Authors: Vincent, L.; Kermani, P.; Young, L. M.; Cheng, J.; Zhang, F.; Shido, K.; Lam, G.; Bompais-Vincent, H.; Zhu, Z.; Hicklin, D. J.; Bohlen, P.; Chaplin, D. J.; May, C.; Rafii, S.
Article Title: Combretastatin A4 phosphate induces rapid regression of tumor neovessels and growth through interference with vascular endothelial-cadherin signaling
Abstract: The molecular and cellular pathways that support the maintenance and stability of tumor neovessels are not well defined. The efficacy of microtubule-disrupting agents, such as combretastatin A4 phosphate (CA4P), in inducing rapid regression of specific subsets of tumor neovessels has opened up new avenues of research to identify factors that support tumor neoangiogenesis. Herein, we show that CA4P selectively targeted endothelial cells, but not smooth muscle cells, and induced regression of unstable nascent tumor neovessels by rapidly disrupting the molecular engagement of the endothelial cell-specific junctional molecule vascular endothelial-cadherin (VE-cadherin) in vitro and in vivo in mice. CA4P increases endothelial cell permeability, while inhibiting endothelial cell migration and capillary tube formation predominantly through disruption of VE-cadherin/β-catenin/Akt signaling pathway, thereby leading to rapid vascular collapse and tumor necrosis. Remarkably, stabilization of VE-cadherin signaling in endothelial cells with adenovirus E4 gene or ensheathment with smooth muscle cells confers resistance to CA4P. CA4P synergizes with low and nontoxic doses of neutralizing mAbs to VE-cadherin by blocking assembly of neovessels, thereby inhibiting tumor growth. These data suggest that the microtubule-targeting agent CA4P selectively induces regression of unstable tumor neovessels, in part through disruption of VE-cadherin signaling. Combined treatment with anti-VE-cadherin agents in conjunction with microtubule-disrupting agents provides a novel synergistic strategy to selectively disrupt assembly and induce regression of nascent tumor neovessels, with minimal toxicity and without affecting normal stabilized vasculature.

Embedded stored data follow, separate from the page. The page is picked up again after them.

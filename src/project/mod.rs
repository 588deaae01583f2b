mod data_project;
mod exclusion;
mod explore;
mod export;
mod file_entry;
mod filter;
mod graft;
mod joliet;
mod reconcile;
mod reference;
mod snapshot;
mod symlink;
pub mod uri;

pub use data_project::{DataProject, PathTarget, ProjectError};
pub use file_entry::{Child, ChildKind, DirState, FileEntry};
pub use filter::{FilterConfig, FilterNotice, FilterStatus};
pub use graft::{GraftPoint, GraftTarget};
pub use joliet::{JOLIET_MAX_NAME, is_incompatible as is_joliet_incompatible};
pub use reconcile::MOVE_TIMEOUT;
pub use reference::Reference;
pub use snapshot::{ProjectSnapshot, SnapshotError};
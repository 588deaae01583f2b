use std::path::{Component, Path, PathBuf};

use crate::project::uri;

/// Display form for log lines and error messages: the canonical path when
/// it exists, the lexically normalized absolute path otherwise.
pub trait BestEffortPathExt {
    fn best_effort_path_display(&self) -> String;
}

impl BestEffortPathExt for Path {
    fn best_effort_path_display(&self) -> String {
        if let Ok(canonical) = self.canonicalize() {
            return canonical.display().to_string();
        }
        let absolute = std::path::absolute(self).unwrap_or_else(|_| self.to_path_buf());
        normalize(&absolute).display().to_string()
    }
}

impl BestEffortPathExt for PathBuf {
    fn best_effort_path_display(&self) -> String {
        self.as_path().best_effort_path_display()
    }
}

/// File URIs are shown as the path they stand for.
impl BestEffortPathExt for str {
    fn best_effort_path_display(&self) -> String {
        if self.starts_with(uri::FILE_SCHEME) {
            uri::to_path(self).display().to_string()
        } else {
            Path::new(self).best_effort_path_display()
        }
    }
}

fn normalize(path: &Path) -> PathBuf {
    let mut normalized = PathBuf::new();
    for component in path.components() {
        match component {
            Component::CurDir => {}
            Component::ParentDir => {
                if normalized.parent().is_some() {
                    normalized.pop();
                }
            }
            other => normalized.push(other),
        }
    }
    normalized
}
pub mod render;
pub mod template;

use clap::{Parser, Subcommand};

#[derive(Parser)]
#[command(
    name = "labmark",
    about = "Render laboratory-site Markdown: KaTeX math, research-area tags, homepage links, paper placeholders",
    version,
    propagate_version = true
)]
pub struct Cli {
    #[command(subcommand)]
    pub command: Command,

    /// Enable verbose logging output
    #[arg(short, long, global = true)]
    pub verbose: bool,

    /// Output results as JSON
    #[arg(long, global = true)]
    pub json: bool,

    /// Path to config file (defaults to labmark.toml when present)
    #[arg(short, long, global = true)]
    pub config: Option<String>,
}

#[derive(Subcommand)]
pub enum Command {
    /// Render a Markdown file to HTML
    Render(render::RenderArgs),

    /// Print the member-profile starter Markdown
    Template(template::TemplateArgs),
}
/// A built-in tag template compiled into the binary.
pub struct BuiltinTemplate {
    pub name: &'static str,
    pub template: &'static str,
}

/// Return all built-in tag templates.
pub fn all() -> Vec<BuiltinTemplate> {
    vec![
        BuiltinTemplate {
            name: "tags/research.html",
            template: include_str!("builtins/research.html"),
        },
        BuiltinTemplate {
            name: "tags/homepage.html",
            template: include_str!("builtins/homepage.html"),
        },
        BuiltinTemplate {
            name: "tags/papers.html",
            template: include_str!("builtins/papers.html"),
        },
    ]
}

Keywords: signal transduction; protein kinase b; controlled study; unclassified drug; human cell; drug efficacy; drug potentiation; nonhuman; drug targeting; cell proliferation; animal cell; mouse; animals; mice; cells, cultured; smooth muscle fiber; animal experiment; animal model; antineoplastic agents, phytogenic; in vivo study; cytotoxicity; in vitro study; tumor regression; angiogenesis; neovascularization, pathologic; mice, inbred c57bl; capillary; monoclonal antibody; endothelium cell; endothelial cells; vascular endothelium; endothelium, vascular; combretastatin a4 phosphate; melanoma, experimental; cell migration; tumor vascularization; beta catenin; cadherin; cadherins; virus protein; cell membrane permeability; coculture techniques; adenovirus; vascular endothelial cadherin; capillaries; stilbenes; vascular endothelial cadherin antibody
Journal Title: Journal of Clinical Investigation
Volume: 115
Issue: 11
ISSN: 0021-9738
Publisher: American Society for Clinical Investigation  
Date Published: 2005-11-01
Start Page: 2992
End Page: 3006
Language: English
DOI: 10.1172/jci24586
PUBMED: 16224539
PROVIDER: scopus
PMCID: PMC1253622
DOI/URL:
Notes: --- - "Cited By (since 1996): 106" - "Export Date: 24 October 2012" - "CODEN: JCINA" - "Source: Scopus"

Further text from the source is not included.